American computer scientist

Johns Frederick (Jeff) Rulifson (born August 20, 1941) is an American computer scientist.

==Early life and education==
Johns Frederick Rulifson was born August 20, 1941, in Bellefontaine, Ohio. His father was Erwin Charles Rulifson and mother was Virginia Helen Johns. Rulifson married Janet Irving on June 8, 1963, and had two children. He received a B.S. in mathematics from the University of Washington in 1966. Rulifson earned a Ph.D. in computer science from Stanford University in 1973.

==Career==
Rulifson joined the Augmentation Research Center, at the Stanford Research Institute (now SRI International) in 1966, working on a form of software called “timesharing”. He led the software team that implemented the oN-Line System (NLS), a system that foreshadowed many future developments in modern computing and networking. Specifically, Rulifson developed the command language for the NLS, among other features. His first job was to create the first display-based on the CDC 3100, and the programs he wrote included the first online editor. He also redesigned its file structure. Rulifson was also lead programmer and wrote the program and demonstration files for the first public demonstration of the computer mouse in 1968. He was also the chief programmer of the first use of hypertext. Although Douglas Engelbart was the founder and leader of ARC, Rulifson's innovative programming was essential to the realization of Engelbart's vision. Rulifson was also involved in the development of NIL.
Rulifson was the SRI's representative to the "network working group" in 1968, which led to the first connection on the ARPANET. He described the Decode-Encode Language (DEL), which was designed to allow remote use of NLS over ARPANET. Although never used, the idea was small "programs" would be down-loaded to enhance user interaction. This concept was fully developed in Sun Microsystems's Java programming language almost 30 years later, as applets. Simultaneously, he was involved in the development of the AI programming language QA4. This system was used for the planning done by Shakey, one of the first robots.

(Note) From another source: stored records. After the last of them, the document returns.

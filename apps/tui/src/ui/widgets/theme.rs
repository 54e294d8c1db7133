use crate::domain::Theme;
use crate::map::LayerColor;
use ratatui::style::{Color, Modifier, Style};

/// Colors for one theme.
#[derive(Debug, Clone, Copy, PartialEq, Eq)]
pub struct Palette {
    pub text: Color,
    pub muted: Color,
    pub accent: Color,
    pub border: Color,
    pub focus: Color,
    pub selected_fg: Color,
    pub selected_bg: Color,
    pub map_grid: Color,
    pub map_default: Color,
    pub error: Color,
    pub series: [Color; 6],
}

pub const fn palette(theme: Theme) -> Palette {
    match theme {
        Theme::Dark => Palette {
            text: Color::White,
            muted: Color::Gray,
            accent: Color::Cyan,
            border: Color::DarkGray,
            focus: Color::Yellow,
            selected_fg: Color::Black,
            selected_bg: Color::Cyan,
            map_grid: Color::DarkGray,
            map_default: Color::Rgb(0x34, 0x98, 0xdb),
            error: Color::LightRed,
            series: [
                Color::Rgb(0xe9, 0x45, 0x60),
                Color::Rgb(0x0f, 0x9b, 0xd8),
                Color::Rgb(0xf5, 0xa6, 0x23),
                Color::Rgb(0x2e, 0xcc, 0x71),
                Color::Rgb(0x9b, 0x59, 0xb6),
                Color::Rgb(0x1a, 0xbc, 0x9c),
            ],
        },
        Theme::Light => Palette {
            text: Color::Black,
            muted: Color::DarkGray,
            accent: Color::Blue,
            border: Color::Gray,
            focus: Color::Magenta,
            selected_fg: Color::White,
            selected_bg: Color::Blue,
            map_grid: Color::Gray,
            map_default: Color::Rgb(0x1f, 0x4e, 0x79),
            error: Color::Red,
            series: [
                Color::Rgb(0xc0, 0x39, 0x2b),
                Color::Rgb(0x29, 0x80, 0xb9),
                Color::Rgb(0xd3, 0x54, 0x00),
                Color::Rgb(0x27, 0xae, 0x60),
                Color::Rgb(0x8e, 0x44, 0xad),
                Color::Rgb(0x16, 0xa0, 0x85),
            ],
        },
    }
}

impl Palette {
    pub const fn layer(&self, color: LayerColor) -> Color {
        match color {
            LayerColor::Default => self.map_default,
            LayerColor::Highlight => self.focus,
            LayerColor::Green => Color::Green,
            LayerColor::Orange => Color::Rgb(0xff, 0xa5, 0x00),
            LayerColor::Red => Color::Red,
        }
    }

    pub const fn series_color(&self, index: usize) -> Color {
        self.series[index % self.series.len()]
    }

    pub fn block_border(&self, focused: bool) -> Style {
        if focused {
            Style::default().fg(self.focus)
        } else {
            Style::default().fg(self.border)
        }
    }

    pub fn selected(&self) -> Style {
        Style::default()
            .fg(self.selected_fg)
            .bg(self.selected_bg)
            .add_modifier(Modifier::BOLD)
    }

    pub fn key_hint(&self) -> Style {
        Style::default().fg(self.focus).add_modifier(Modifier::BOLD)
    }
}
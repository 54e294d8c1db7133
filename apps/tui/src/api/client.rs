use crate::api::models::{Road, RoadPrediction, RoadRequest};
use crate::api::{ApiError, PredictionApi};
use crate::selection::ExpertRequest;
use reqwest::{Client, Response};

/// `PredictionApi` backed by the real HTTP service.
#[derive(Debug, Clone)]
pub struct HttpPredictionApi {
    client: Client,
    base_url: String,
}

impl HttpPredictionApi {
    pub fn new(base_url: &str) -> Self {
        Self {
            client: Client::new(),
            base_url: base_url.trim_end_matches('/').to_string(),
        }
    }

    pub fn base_url(&self) -> &str {
        &self.base_url
    }

    fn endpoint(&self, path: &str) -> String {
        format!("{}{path}", self.base_url)
    }
}

fn ensure_success(response: Response) -> Result<Response, ApiError> {
    let status = response.status();
    if status.is_success() {
        Ok(response)
    } else {
        Err(ApiError::Status(status.as_u16()))
    }
}

impl PredictionApi for HttpPredictionApi {
    async fn fetch_roads(&self) -> Result<Vec<Road>, ApiError> {
        let url = self.endpoint("/api/roads");
        log::debug!("GET {url}");
        let response = ensure_success(self.client.get(url).send().await?)?;
        Ok(response.json::<Vec<Road>>().await?)
    }

    async fn predict_road(&self, request: &RoadRequest) -> Result<RoadPrediction, ApiError> {
        let url = self.endpoint("/api/predict");
        log::info!("POST {url} with {request:?}");
        let response = ensure_success(self.client.post(url).json(request).send().await?)?;
        response.json::<RoadPrediction>().await?.validate()
    }

    async fn expert_predict(&self, request: &ExpertRequest) -> Result<serde_json::Value, ApiError> {
        let url = self.endpoint("/api/expert-predict");
        log::info!("POST {url} with {request:?}");
        let response = ensure_success(self.client.post(url).json(request).send().await?)?;
        log::debug!("expert-predict responded with {}", response.status());
        Ok(response.json::<serde_json::Value>().await?)
    }
}

#[cfg(test)]
mod tests {
    use super::*;

    #[test]
    fn endpoints_join_without_double_slashes() {
        let api = HttpPredictionApi::new("http://localhost:3000/");
        assert_eq!(api.base_url(), "http://localhost:3000");
        assert_eq!(
            api.endpoint("/api/expert-predict"),
            "http://localhost:3000/api/expert-predict"
        );
    }
}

He left SRI to join the System Sciences Laboratory (SSL) within Xerox PARC in 1973. Here he began work on personal computing and the creation of local networks. One of his first actions was to develop the concept for the desktop icon. By 1978 he was the manager of the center's Office Research Group, where he introduced the use of interdisciplinary scholars into the group's work. Specifically, he was the first computer scientist to begin working alongside anthropologists, hiring several at Xerox to improve their use of field research and enter the field of social science research.

At PARC, he worked on implementing distributed office systems. In 1980, he worked for ROLM as an engineering manager and joined Syntelligence, an artificial intelligence applications vendor in Sunnyvale, California, in 1985. He began working for Sun Microsystems Laboratories in 1987, and held positions including as a director of engineering, technology development, and research groups. He then managed Ivan Sutherland's lab from 2003 until his retirement. He is an emeritus board member of the Doug Engelbart Institute and Chairman of The Open Group.

Jeff Rulifsons papers and research from 1956 to 1997 are held at the Computer History Museum, with a guide to his work entitled Guide to the Jeff Rulifson papers, written by Bo Doub, Kim Hayden, and Sara Chabino Lott.

==Awards==
In 1990, Rulifson won the Association for Computing Machinery's Software System Award for implementing groundbreaking innovations such as hypertext, outline processors, and video conferencing. In 1994, he was inducted as a Fellow of the Association for Computing Machinery, for his “pioneering work on augmenting human intellect with hypertext, outline processors, and video conferencing.” In 2006 Rulifson was named to the SRI International Hall of Fame.